----- Information given
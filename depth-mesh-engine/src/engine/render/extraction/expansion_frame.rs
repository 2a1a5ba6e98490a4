use bevy::prelude::*;
use bevy::render::Extract;
use bytemuck::{Pod, Zeroable};
use constants::coordinate_system::sensor_to_world;

use crate::engine::assets::pipeline_settings::{PipelineSettings, SceneMode};
use crate::engine::camera::anchor_camera::AnchoredCamera;
use crate::engine::mesh::topology::MeshTopology;
use crate::engine::render::pipeline::expansion_program::{
    ExpansionProgram, ExpansionSelector, PrimitiveShape,
};

/// Uniform block shared by the vertex and fragment stages of every
/// expansion program. Matches `ExpansionParams` in `expansion.wgsl`.
#[repr(C)]
#[derive(Debug, Clone, Copy, PartialEq, Pod, Zeroable)]
pub struct ExpansionUniform {
    pub clip_from_world: [[f32; 4]; 4],
    pub world_from_local: [[f32; 4]; 4],
    /// xyz = eye, w = elapsed seconds
    pub eye: [f32; 4],
    /// xyz = light position, w = shininess
    pub light_position: [f32; 4],
    /// ambient, diffuse, specular, alpha
    pub light_terms: [f32; 4],
    /// scale, uv mix, depth scale, rotation speed
    pub shape: [f32; 4],
    /// xyz = box dimensions, w = bright tolerance (sensor scene only)
    pub box_dimensions: [f32; 4],
    /// width, height, depth source (0 wave, 1 sensor), unused
    pub grid: [u32; 4],
}

impl Default for ExpansionUniform {
    fn default() -> Self {
        Self::zeroed()
    }
}

/// Everything the expansion node needs for one frame.
#[derive(Resource, Debug, Clone, Default)]
pub struct ExpansionFrame {
    pub program: Option<ExpansionProgram>,
    pub shape: PrimitiveShape,
    pub uniform: ExpansionUniform,
}

/// Mesh orientation and scale. The sensor lattice is mirrored into world
/// space on every axis.
pub fn world_from_local(settings: &PipelineSettings) -> Mat4 {
    let [x, y, z] = settings.camera.rotation_degrees;
    let rotation = Quat::from_euler(
        EulerRot::XYZ,
        x.to_radians(),
        y.to_radians(),
        z.to_radians(),
    );
    let scale = Vec3::splat(settings.expansion.lattice_scale);
    let scale = match settings.scene {
        SceneMode::WaveMesh => scale,
        SceneMode::DepthSensor => sensor_to_world(scale),
    };
    Mat4::from_scale_rotation_translation(scale, rotation, Vec3::ZERO)
}

pub fn build_expansion_uniform(
    settings: &PipelineSettings,
    clip_from_world: Mat4,
    eye: Vec3,
    elapsed: f32,
    grid: (u32, u32),
) -> ExpansionUniform {
    let expansion = &settings.expansion;
    let lighting = &settings.lighting;
    let [bx, by, bz] = expansion.box_dimensions;
    let bright_tolerance = if settings.uses_sensor() {
        settings.sensor.bright_tolerance
    } else {
        0.0
    };

    ExpansionUniform {
        clip_from_world: clip_from_world.to_cols_array_2d(),
        world_from_local: world_from_local(settings).to_cols_array_2d(),
        eye: eye.extend(elapsed).to_array(),
        light_position: Vec3::from_array(lighting.position)
            .extend(lighting.shininess)
            .to_array(),
        light_terms: [
            lighting.ambient,
            lighting.diffuse,
            lighting.specular,
            expansion.alpha,
        ],
        shape: [
            expansion.scale,
            expansion.uv_mix,
            expansion.depth_scale,
            expansion.rotation_speed,
        ],
        box_dimensions: [bx, by, bz, bright_tolerance],
        grid: [grid.0, grid.1, settings.uses_sensor() as u32, 0],
    }
}

/// Capture camera matrices and stage parameters for the render world.
/// Leaves `program` unset until the scene exists, which skips the draw.
pub fn extract_expansion_frame(
    mut commands: Commands,
    camera_query: Extract<Query<(&Camera, &GlobalTransform), With<AnchoredCamera>>>,
    settings: Extract<Option<Res<PipelineSettings>>>,
    selector: Extract<Option<Res<ExpansionSelector>>>,
    topology: Extract<Option<Res<MeshTopology>>>,
    time: Extract<Res<Time>>,
) {
    let mut frame = ExpansionFrame::default();

    let (Some(settings), Some(selector), Some(topology)) =
        (settings.as_ref(), selector.as_ref(), topology.as_ref())
    else {
        commands.insert_resource(frame);
        return;
    };

    if let Ok((camera, camera_transform)) = camera_query.single() {
        let clip_from_world =
            camera.clip_from_view() * camera_transform.compute_matrix().inverse();
        frame.program = Some(selector.program());
        frame.shape = settings.expansion.shape;
        frame.uniform = build_expansion_uniform(
            settings,
            clip_from_world,
            camera_transform.translation(),
            time.elapsed_secs(),
            topology.size(),
        );
    }

    commands.insert_resource(frame);
}

#[cfg(test)]
mod tests {
    use super::*;

    #[test]
    fn uniform_is_std140_sized() {
        assert_eq!(std::mem::size_of::<ExpansionUniform>(), 224);
        assert_eq!(std::mem::size_of::<ExpansionUniform>() % 16, 0);
    }

    #[test]
    fn sensor_scene_is_mirrored() {
        let settings = PipelineSettings::depth_sensor();
        let model = world_from_local(&settings);
        let point = model.transform_point3(Vec3::new(10.0, 5.0, 2.0));
        let scale = settings.expansion.lattice_scale;

        assert!((point - Vec3::new(-10.0, -5.0, -2.0) * scale).length() < 1e-4);
    }

    #[test]
    fn uniform_packs_settings() {
        let mut settings = PipelineSettings::default();
        settings.lighting.shininess = 7.0;
        settings.expansion.alpha = 0.5;

        let uniform = build_expansion_uniform(
            &settings,
            Mat4::IDENTITY,
            Vec3::new(0.0, 0.0, -500.0),
            2.5,
            (128, 64),
        );

        assert_eq!(uniform.eye, [0.0, 0.0, -500.0, 2.5]);
        assert_eq!(uniform.light_position[3], 7.0);
        assert_eq!(uniform.light_terms[3], 0.5);
        assert_eq!(uniform.grid, [128, 64, 0, 0]);
        assert_eq!(uniform.box_dimensions[3], 0.0);
    }

    #[test]
    fn sensor_uniform_carries_bright_tolerance() {
        let mut settings = PipelineSettings::depth_sensor();
        settings.sensor.bright_tolerance = 0.08;

        let uniform =
            build_expansion_uniform(&settings, Mat4::IDENTITY, Vec3::ZERO, 0.0, (320, 240));

        assert_eq!(uniform.grid[2], 1);
        assert_eq!(uniform.box_dimensions, [3.0, 6.0, 1.0, 0.08]);
    }
}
----------
* _Task statement_: All lines of the records above that contain the word "extend" are to be copied out.

* _Solution_:
        eye: eye.extend(elapsed).to_array(),
            .extend(lighting.shininess)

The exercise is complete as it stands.